Last, Gitney asserts his assessment violates the Uniformity Clause found in Article 8, Section 1, of the Pennsylvania Constitution
and the Equal Protection Clause of the Fourteenth Amendment of the United States Constitution. It must be understood that Gitney is not attacking the $4,000 and $3,680 assessments on the theory that his home is not worth the fair market value upon which the assessments were premised. Rather, he is saying that other comparable homes within his neighborhood are assessed at much less than his because the assessments of those homes do not reflect their current fair market values, and, consequently, he is bearing more than his fair share of the tax burden.
A constitutional argument of this type was addressed by the United States Supreme Court in
Allegheny Pittsburgh Coal Co. v. County Commission of Webster County, West Virginia,
488 U.S. 336, 109 S.Ct. 633, 102 L.Ed.2d 688 (1989). In
Allegheny Pittsburgh,
the coal mining company taxpayers demonstrated that their properties were reassessed upwards based upon the fair market values established by their recent purchase prices, and that the reassessments resulted in assessments that were eight to thirty-five times the rate of that applied to the owners of comparable properties which had not been recently conveyed. They further demonstrated that these discrepancies continued for more than ten years with little change. Some adjustments were made in the assessments of properties that had not been recently sold, although they amounted, at most, to 10% increases. In all of the examples considered, the comparisons were based upon the actual consideration paid for the properties. Such a situation
was held to be violative of the Equal Protection Clause of the United States Constitution. The High Court observed:
The Equal Protection Clause ‘applie[d] only to taxation which in fact bears unequally on persons or property of the same class.’ ... The use of a general adjustment as a transitional substitute for an individual reappraisal violates no constitutional command. As long as general adjustments are accurate enough over a short period of time to equalize the differences in proportion between the assessments of a class of property holders, the Equal Protection Clause is satisfied. Just as that Clause tolerates occasional errors of state law or mistakes in judgment when valuing property for tax purposes, ... it does not require immediate general adjustment on the basis of the latest market developments. In each case, the constitutional requirement is the seasonable attainment of a rough equality in tax treatment of similarly situated property owners.
But the present action is not an example of transitional delay in adjustment of assessed value resulting in inequalities in assessments of comparable property. Petitioners’ property has been assessed at roughly 8 to 35 times more than comparable neighboring property, and these discrepancies have continued for more than 10 years with little change. The county’s adjustments to the assessments of property not recently sold are too small to seasonably dissipate the remaining disparity between these assessments and the assessments based on a recent purchase price.
Id.
at 343-44, 109 S.Ct. at 638 (citations omitted).

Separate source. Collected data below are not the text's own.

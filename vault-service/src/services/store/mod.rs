//! Transactional storage behind the vault.
//!
//! Every compound mutation is a single trait method so that implementations
//! can run it inside one transaction. Cross-request invariants (last owner,
//! single active org, single-use invitations) are enforced here, not in
//! process memory.

mod memory;
mod postgres;

pub use memory::InMemoryStore;
pub use postgres::PgStore;

use async_trait::async_trait;
use uuid::Uuid;

use super::error::{AuthzDenial, ServiceError};
use crate::models::{
    AuditAction, AuditFilter, AuditLogEntry, EncryptedValue, Invitation, MemberDetails,
    Membership, OrgMembership, OrgSummary, Organization, Project, ProjectMembership,
    ProjectSummary, Role, Scope, Secret, SecretRecord, User, ValueHistory, VerifiedIdentity,
};

/// Partial secret update: `description` of `Some(None)` clears it.
#[derive(Debug, Clone, Default)]
pub struct SecretChanges {
    pub description: Option<Option<String>>,
    pub values: Vec<EncryptedValue>,
}

/// Profile edit; `None` leaves a field unchanged.
#[derive(Debug, Clone, Default)]
pub struct ProfileChanges {
    pub name: Option<String>,
    pub image: Option<String>,
}

pub(crate) fn last_owner_message(scope: Scope) -> String {
    format!(
        "Cannot remove the last owner of {} {}; transfer ownership or promote another owner first",
        scope.kind(),
        scope.id()
    )
}

/// Only an OWNER may grant the OWNER role or demote or remove an OWNER.
/// Checked against the target row as read inside the mutating transaction.
pub(crate) fn check_owner_hierarchy(
    acting: Role,
    current: Role,
    new: Option<Role>,
) -> Result<(), ServiceError> {
    let touches_owner = current == Role::Owner || new == Some(Role::Owner);
    if touches_owner && acting != Role::Owner {
        return Err(ServiceError::Forbidden(AuthzDenial::InsufficientRole { held: acting }));
    }
    Ok(())
}

#[async_trait]
pub trait VaultStore: Send + Sync {
    async fn health_check(&self) -> Result<(), ServiceError>;

    // ==================== User Operations ====================

    /// Create or refresh the user behind an external identity and rotate
    /// their API token hash.
    async fn upsert_identity(
        &self,
        identity: &VerifiedIdentity,
        api_token_hash: &str,
    ) -> Result<User, ServiceError>;

    async fn find_user(&self, user_id: Uuid) -> Result<Option<User>, ServiceError>;

    async fn find_user_by_token_hash(&self, token_hash: &str)
        -> Result<Option<User>, ServiceError>;

    async fn update_user(
        &self,
        user_id: Uuid,
        changes: &ProfileChanges,
    ) -> Result<User, ServiceError>;

    /// Delete the user together with their identities, token, memberships and
    /// pending invitations. Rejected while they are the last OWNER of any org
    /// or project. Returns the memberships that were dropped.
    async fn delete_user(&self, user_id: Uuid) -> Result<Vec<Membership>, ServiceError>;

    // ==================== Organization Operations ====================

    /// Insert the org, make `owner_id` its active OWNER, and deactivate the
    /// owner's other memberships.
    async fn create_org(
        &self,
        org: &Organization,
        owner_id: Uuid,
    ) -> Result<OrgMembership, ServiceError>;

    async fn find_org(&self, org_id: Uuid) -> Result<Option<Organization>, ServiceError>;

    async fn rename_org(&self, org_id: Uuid, name: &str) -> Result<Organization, ServiceError>;

    /// Cascade-delete the org. Returns the ids of its former members.
    async fn delete_org(&self, org_id: Uuid) -> Result<Vec<Uuid>, ServiceError>;

    async fn list_orgs_for_user(&self, user_id: Uuid) -> Result<Vec<OrgSummary>, ServiceError>;

    /// Make `org_id` the user's only active org.
    async fn activate_org(
        &self,
        user_id: Uuid,
        org_id: Uuid,
    ) -> Result<OrgMembership, ServiceError>;

    // ==================== Membership Operations ====================

    async fn find_membership(
        &self,
        user_id: Uuid,
        scope: Scope,
    ) -> Result<Option<Membership>, ServiceError>;

    async fn list_members(&self, scope: Scope) -> Result<Vec<MemberDetails>, ServiceError>;

    async fn count_owners(&self, scope: Scope) -> Result<i64, ServiceError>;

    /// Change a member's role on behalf of a caller holding `acting`,
    /// rejecting a demotion of the last OWNER. Returns the membership as it
    /// was before the change.
    async fn change_role(
        &self,
        scope: Scope,
        user_id: Uuid,
        role: Role,
        acting: Role,
    ) -> Result<Membership, ServiceError>;

    /// Remove a member, rejecting removal of the last OWNER. `acting` is the
    /// caller's role, or `None` when the member is leaving. Org removals also
    /// drop the user's memberships in that org's projects and re-home their
    /// active org.
    async fn remove_member(
        &self,
        scope: Scope,
        user_id: Uuid,
        acting: Option<Role>,
    ) -> Result<Membership, ServiceError>;

    /// Promote `to` to OWNER and demote `from` to ADMIN atomically.
    async fn transfer_ownership(
        &self,
        scope: Scope,
        from: Uuid,
        to: Uuid,
    ) -> Result<(), ServiceError>;

    /// Add a project member; the user must already belong to the project's org.
    async fn add_project_member(
        &self,
        project_id: Uuid,
        user_id: Uuid,
        role: Role,
    ) -> Result<ProjectMembership, ServiceError>;

    // ==================== Invitation Operations ====================

    async fn insert_invitation(&self, invitation: &Invitation) -> Result<(), ServiceError>;

    async fn find_invitation_by_token_hash(
        &self,
        token_hash: &str,
    ) -> Result<Option<Invitation>, ServiceError>;

    async fn delete_invitation(&self, invitation_id: Uuid) -> Result<bool, ServiceError>;

    /// Consume the invitation and create an active MEMBER membership for the
    /// user. Fails with `NotFound` if the invitation was already consumed.
    async fn accept_invitation(
        &self,
        invitation: &Invitation,
        user_id: Uuid,
    ) -> Result<OrgMembership, ServiceError>;

    // ==================== Project Operations ====================

    /// Insert the project with `owner_id` as its OWNER.
    async fn create_project(&self, project: &Project, owner_id: Uuid)
        -> Result<Project, ServiceError>;

    async fn find_project(&self, project_id: Uuid) -> Result<Option<Project>, ServiceError>;

    async fn update_project(&self, project: &Project) -> Result<Project, ServiceError>;

    /// Cascade-delete the project. Returns the ids of its former members.
    async fn delete_project(&self, project_id: Uuid) -> Result<Vec<Uuid>, ServiceError>;

    async fn list_projects_for_user(
        &self,
        user_id: Uuid,
    ) -> Result<Vec<ProjectSummary>, ServiceError>;

    // ==================== Secret Operations ====================

    async fn create_secret(
        &self,
        secret: &Secret,
        values: &[EncryptedValue],
    ) -> Result<SecretRecord, ServiceError>;

    async fn find_secret(&self, secret_id: Uuid) -> Result<Option<Secret>, ServiceError>;

    async fn list_secrets(&self, project_id: Uuid) -> Result<Vec<SecretRecord>, ServiceError>;

    /// Upsert values per environment, appending each overwritten ciphertext
    /// to the value's history.
    async fn update_secret(
        &self,
        secret_id: Uuid,
        changes: &SecretChanges,
        changed_by: Uuid,
    ) -> Result<SecretRecord, ServiceError>;

    /// Delete the secret and its values. Returns the number of values removed.
    async fn delete_secret(&self, secret_id: Uuid) -> Result<u64, ServiceError>;

    async fn secret_history(&self, secret_id: Uuid) -> Result<Vec<ValueHistory>, ServiceError>;

    // ==================== Audit Operations ====================

    async fn insert_audit_entry(&self, entry: &AuditLogEntry) -> Result<(), ServiceError>;

    /// Newest-first page of matching entries plus the total match count.
    async fn query_audit_entries(
        &self,
        org_id: Uuid,
        filter: &AuditFilter,
        limit: i64,
        offset: i64,
    ) -> Result<(Vec<AuditLogEntry>, i64), ServiceError>;

    async fn audit_actions(&self, org_id: Uuid) -> Result<Vec<AuditAction>, ServiceError>;

    /// Every matching entry, oldest first, for archiving.
    async fn select_audit_entries(
        &self,
        org_id: Uuid,
        filter: &AuditFilter,
    ) -> Result<Vec<AuditLogEntry>, ServiceError>;

    /// Insert `record` and delete the listed entries in one transaction.
    async fn purge_audit_entries(
        &self,
        org_id: Uuid,
        audit_ids: &[Uuid],
        record: &AuditLogEntry,
    ) -> Result<u64, ServiceError>;
}
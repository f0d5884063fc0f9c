pub mod admin;
pub mod auth;
pub mod context;

pub use admin::admin_auth_middleware;
pub use auth::{auth_middleware, AuthUser};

The United States Supreme Court then concluded that the West Virginia Supreme Court’s proposed remedy,
i.e.,
to
increase
the assessments of the
undervalued
property was constitutionally insufficient as a remedy for the taxpayers.
But in the case now before us, Gitney has fallen far, far short of presenting the extensive record that is required to establish a systematic and intentional discriminatory tax as
sessment system that would be constitutionally violative of the due process and equal protection guarantees, and the uniformity required by the Pennsylvania Constitution.
Having determined that Gitney failed to satisfy his burden of proof, we affirm the order of the common pleas court.
ORDER
NOW, December 23, 1993, the order of the Court of Common Pleas of Berks County in the above-captioned matter is hereby affirmed.
PALLADINO, J., did not participate in the decision in this case.